* _Saved entries_

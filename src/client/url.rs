//! Validation request URL construction.

/// Build the verification URL:
///
/// `{base}/license/{account_id}/{license_key}/verify[?metadata=..][&scope=..][&challenge=..]`
///
/// Query parameters always appear in the order metadata, scope, challenge.
/// Absent or empty values are left out. Every component is percent-encoded.
pub fn build_url(
    base: &str,
    account_id: &str,
    license_key: &str,
    scope: Option<&str>,
    metadata: Option<&str>,
    challenge: Option<&str>,
) -> String {
    let mut url = format!(
        "{}/license/{}/{}/verify",
        base.trim_end_matches('/'),
        urlencoding::encode(account_id),
        urlencoding::encode(license_key),
    );

    let params = [
        ("metadata", metadata),
        ("scope", scope),
        ("challenge", challenge),
    ];

    let mut separator = '?';
    for (name, value) in params {
        let Some(value) = value.filter(|v| !v.is_empty()) else {
            continue;
        };
        url.push(separator);
        url.push_str(name);
        url.push('=');
        url.push_str(&urlencoding::encode(value));
        separator = '&';
    }

    url
}

/// One verification attempt's inputs.
#[derive(Debug, Clone, PartialEq, Eq)]
pub struct VerificationRequest<'a> {
    pub license_key: &'a str,
    pub scope: Option<&'a str>,
    pub metadata: Option<&'a str>,
    /// Present iff challenge mode is on.
    pub challenge: Option<String>,
}

impl VerificationRequest<'_> {
    pub fn url(&self, base: &str, account_id: &str) -> String {
        build_url(
            base,
            account_id,
            self.license_key,
            self.scope,
            self.metadata,
            self.challenge.as_deref(),
        )
    }
}
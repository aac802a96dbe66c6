//! Challenge nonce generation.

use chrono::Utc;
use std::sync::atomic::{AtomicI64, Ordering};

/// Last nonce handed out by this process.
static LAST_CHALLENGE: AtomicI64 = AtomicI64::new(0);

/// Produce a fresh challenge nonce.
///
/// The nonce is a millisecond Unix timestamp rendered in decimal. Values are
/// strictly increasing within the process: if the clock has not moved (or has
/// moved backwards) since the previous call, the previous value plus one is
/// used instead.
pub fn generate_challenge() -> String {
    let now = Utc::now().timestamp_millis();
    let previous = LAST_CHALLENGE
        .fetch_update(Ordering::SeqCst, Ordering::SeqCst, |last| {
            Some(next_after(last, now))
        })
        .unwrap_or_else(|last| last);

    next_after(previous, now).to_string()
}

fn next_after(last: i64, now: i64) -> i64 {
    now.max(last.saturating_add(1))
}
//! HTTP transport used to reach the validation server.
//!
//! The verifier only needs "send a GET, get back a status and a body", so
//! that is all the [`Transport`] trait asks for. [`ReqwestTransport`] is the
//! default implementation; tests and embedders can plug in their own.

use std::time::Duration;

use async_trait::async_trait;
use reqwest::Client;

use crate::errors::{VerifyError, VerifyResult};

/// Default request timeout for [`ReqwestTransport`].
pub const DEFAULT_TIMEOUT: Duration = Duration::from_secs(10);

/// Raw HTTP reply.
#[derive(Debug, Clone, PartialEq, Eq)]
pub struct HttpResponse {
    pub status: u16,
    pub body: String,
}

impl HttpResponse {
    pub fn is_success(&self) -> bool {
        (200..300).contains(&self.status)
    }
}

#[async_trait]
pub trait Transport: Send + Sync {
    /// Issue a GET request and return the status and body.
    ///
    /// Network-level failures are returned as errors; non-2xx statuses are
    /// not errors at this layer.
    async fn get(&self, url: &str, headers: &[(&str, &str)]) -> VerifyResult<HttpResponse>;
}

/// `reqwest`-backed transport.
///
/// A fresh client is built per request, so nothing is pooled between
/// verification calls.
#[derive(Debug, Clone)]
pub struct ReqwestTransport {
    timeout: Duration,
}

impl ReqwestTransport {
    pub fn new(timeout: Duration) -> Self {
        Self { timeout }
    }

    pub fn timeout(&self) -> Duration {
        self.timeout
    }
}

impl Default for ReqwestTransport {
    fn default() -> Self {
        Self::new(DEFAULT_TIMEOUT)
    }
}

#[async_trait]
impl Transport for ReqwestTransport {
    async fn get(&self, url: &str, headers: &[(&str, &str)]) -> VerifyResult<HttpResponse> {
        let client = Client::builder().timeout(self.timeout).build()?;

        let mut request = client.get(url);
        for (name, value) in headers {
            request = request.header(*name, *value);
        }

        let resp = request.send().await?; // → VerifyError::Network
        let status = resp.status().as_u16();
        let body = resp.text().await?;

        Ok(HttpResponse { status, body })
    }
}

/// Wrap an arbitrary error from a custom transport.
pub fn transport_error(err: impl std::fmt::Display) -> VerifyError {
    VerifyError::Transport(err.to_string())
}
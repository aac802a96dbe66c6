//! Verification outcomes.
//!
//! Every call to `LicenseGate::verify` ends in exactly one of these values.
//! The validation server names them in the `result` field of its reply using
//! the SCREAMING_SNAKE_CASE wire names below.

use serde::{Deserialize, Serialize};
use std::fmt;
use std::str::FromStr;

/// Closed set of verification results.
#[derive(Debug, Clone, Copy, PartialEq, Eq, Hash, Serialize, Deserialize)]
#[serde(rename_all = "SCREAMING_SNAKE_CASE")]
pub enum Outcome {
    /// License exists, is active and in scope
    Valid,
    /// No license with this key exists for the account
    NotFound,
    /// License exists but has not been activated
    NotActive,
    /// License has expired
    Expired,
    /// License does not cover the requested scope
    LicenseScopeFailed,
    /// Too many distinct IPs have used this license
    IpLimitExceeded,
    /// Server throttled the request
    RateLimitExceeded,
    /// Signed challenge was missing or did not verify
    FailedChallenge,
    /// Server reported an error or replied with something unusable
    ServerError,
    /// The round trip itself failed
    ConnectionError,
}

impl Outcome {
    /// Every outcome, in wire-table order.
    pub const ALL: [Outcome; 10] = [
        Outcome::Valid,
        Outcome::NotFound,
        Outcome::NotActive,
        Outcome::Expired,
        Outcome::LicenseScopeFailed,
        Outcome::IpLimitExceeded,
        Outcome::RateLimitExceeded,
        Outcome::FailedChallenge,
        Outcome::ServerError,
        Outcome::ConnectionError,
    ];

    /// Wire name used by the validation server.
    pub fn as_str(&self) -> &'static str {
        match self {
            Outcome::Valid => "VALID",
            Outcome::NotFound => "NOT_FOUND",
            Outcome::NotActive => "NOT_ACTIVE",
            Outcome::Expired => "EXPIRED",
            Outcome::LicenseScopeFailed => "LICENSE_SCOPE_FAILED",
            Outcome::IpLimitExceeded => "IP_LIMIT_EXCEEDED",
            Outcome::RateLimitExceeded => "RATE_LIMIT_EXCEEDED",
            Outcome::FailedChallenge => "FAILED_CHALLENGE",
            Outcome::ServerError => "SERVER_ERROR",
            Outcome::ConnectionError => "CONNECTION_ERROR",
        }
    }

    pub fn is_valid(&self) -> bool {
        matches!(self, Outcome::Valid)
    }
}

impl fmt::Display for Outcome {
    fn fmt(&self, f: &mut fmt::Formatter<'_>) -> fmt::Result {
        f.write_str(self.as_str())
    }
}

/// A `result` string that names no known outcome.
#[derive(Debug, Clone, PartialEq, Eq, thiserror::Error)]
#[error("unknown outcome code '{0}'")]
pub struct UnknownOutcome(pub String);

impl FromStr for Outcome {
    type Err = UnknownOutcome;

    /// Case-sensitive lookup by wire name. No fallback guessing.
    fn from_str(s: &str) -> Result<Self, Self::Err> {
        match s {
            "VALID" => Ok(Outcome::Valid),
            "NOT_FOUND" => Ok(Outcome::NotFound),
            "NOT_ACTIVE" => Ok(Outcome::NotActive),
            "EXPIRED" => Ok(Outcome::Expired),
            "LICENSE_SCOPE_FAILED" => Ok(Outcome::LicenseScopeFailed),
            "IP_LIMIT_EXCEEDED" => Ok(Outcome::IpLimitExceeded),
            "RATE_LIMIT_EXCEEDED" => Ok(Outcome::RateLimitExceeded),
            "FAILED_CHALLENGE" => Ok(Outcome::FailedChallenge),
            "SERVER_ERROR" => Ok(Outcome::ServerError),
            "CONNECTION_ERROR" => Ok(Outcome::ConnectionError),
            other => Err(UnknownOutcome(other.to_string())),
        }
    }
}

* _EXERCISE_
Where the line with "pub struct VerificationRequest<'a>" ends, your copy should end too; please return exactly the lines from the first line of the data through it.

* _EXERCISE RESPONSE_
filename src/client/url.rs
//! Validation request URL construction.

/// Build the verification URL:
///
/// `{base}/license/{account_id}/{license_key}/verify[?metadata=..][&scope=..][&challenge=..]`
///
/// Query parameters always appear in the order metadata, scope, challenge.
/// Absent or empty values are left out. Every component is percent-encoded.
pub fn build_url(
    base: &str,
    account_id: &str,
    license_key: &str,
    scope: Option<&str>,
    metadata: Option<&str>,
    challenge: Option<&str>,
) -> String {
    let mut url = format!(
        "{}/license/{}/{}/verify",
        base.trim_end_matches('/'),
        urlencoding::encode(account_id),
        urlencoding::encode(license_key),
    );

    let params = [
        ("metadata", metadata),
        ("scope", scope),
        ("challenge", challenge),
    ];

    let mut separator = '?';
    for (name, value) in params {
        let Some(value) = value.filter(|v| !v.is_empty()) else {
            continue;
        };
        url.push(separator);
        url.push_str(name);
        url.push('=');
        url.push_str(&urlencoding::encode(value));
        separator = '&';
    }

    url
}

/// One verification attempt's inputs.
#[derive(Debug, Clone, PartialEq, Eq)]
pub struct VerificationRequest<'a> {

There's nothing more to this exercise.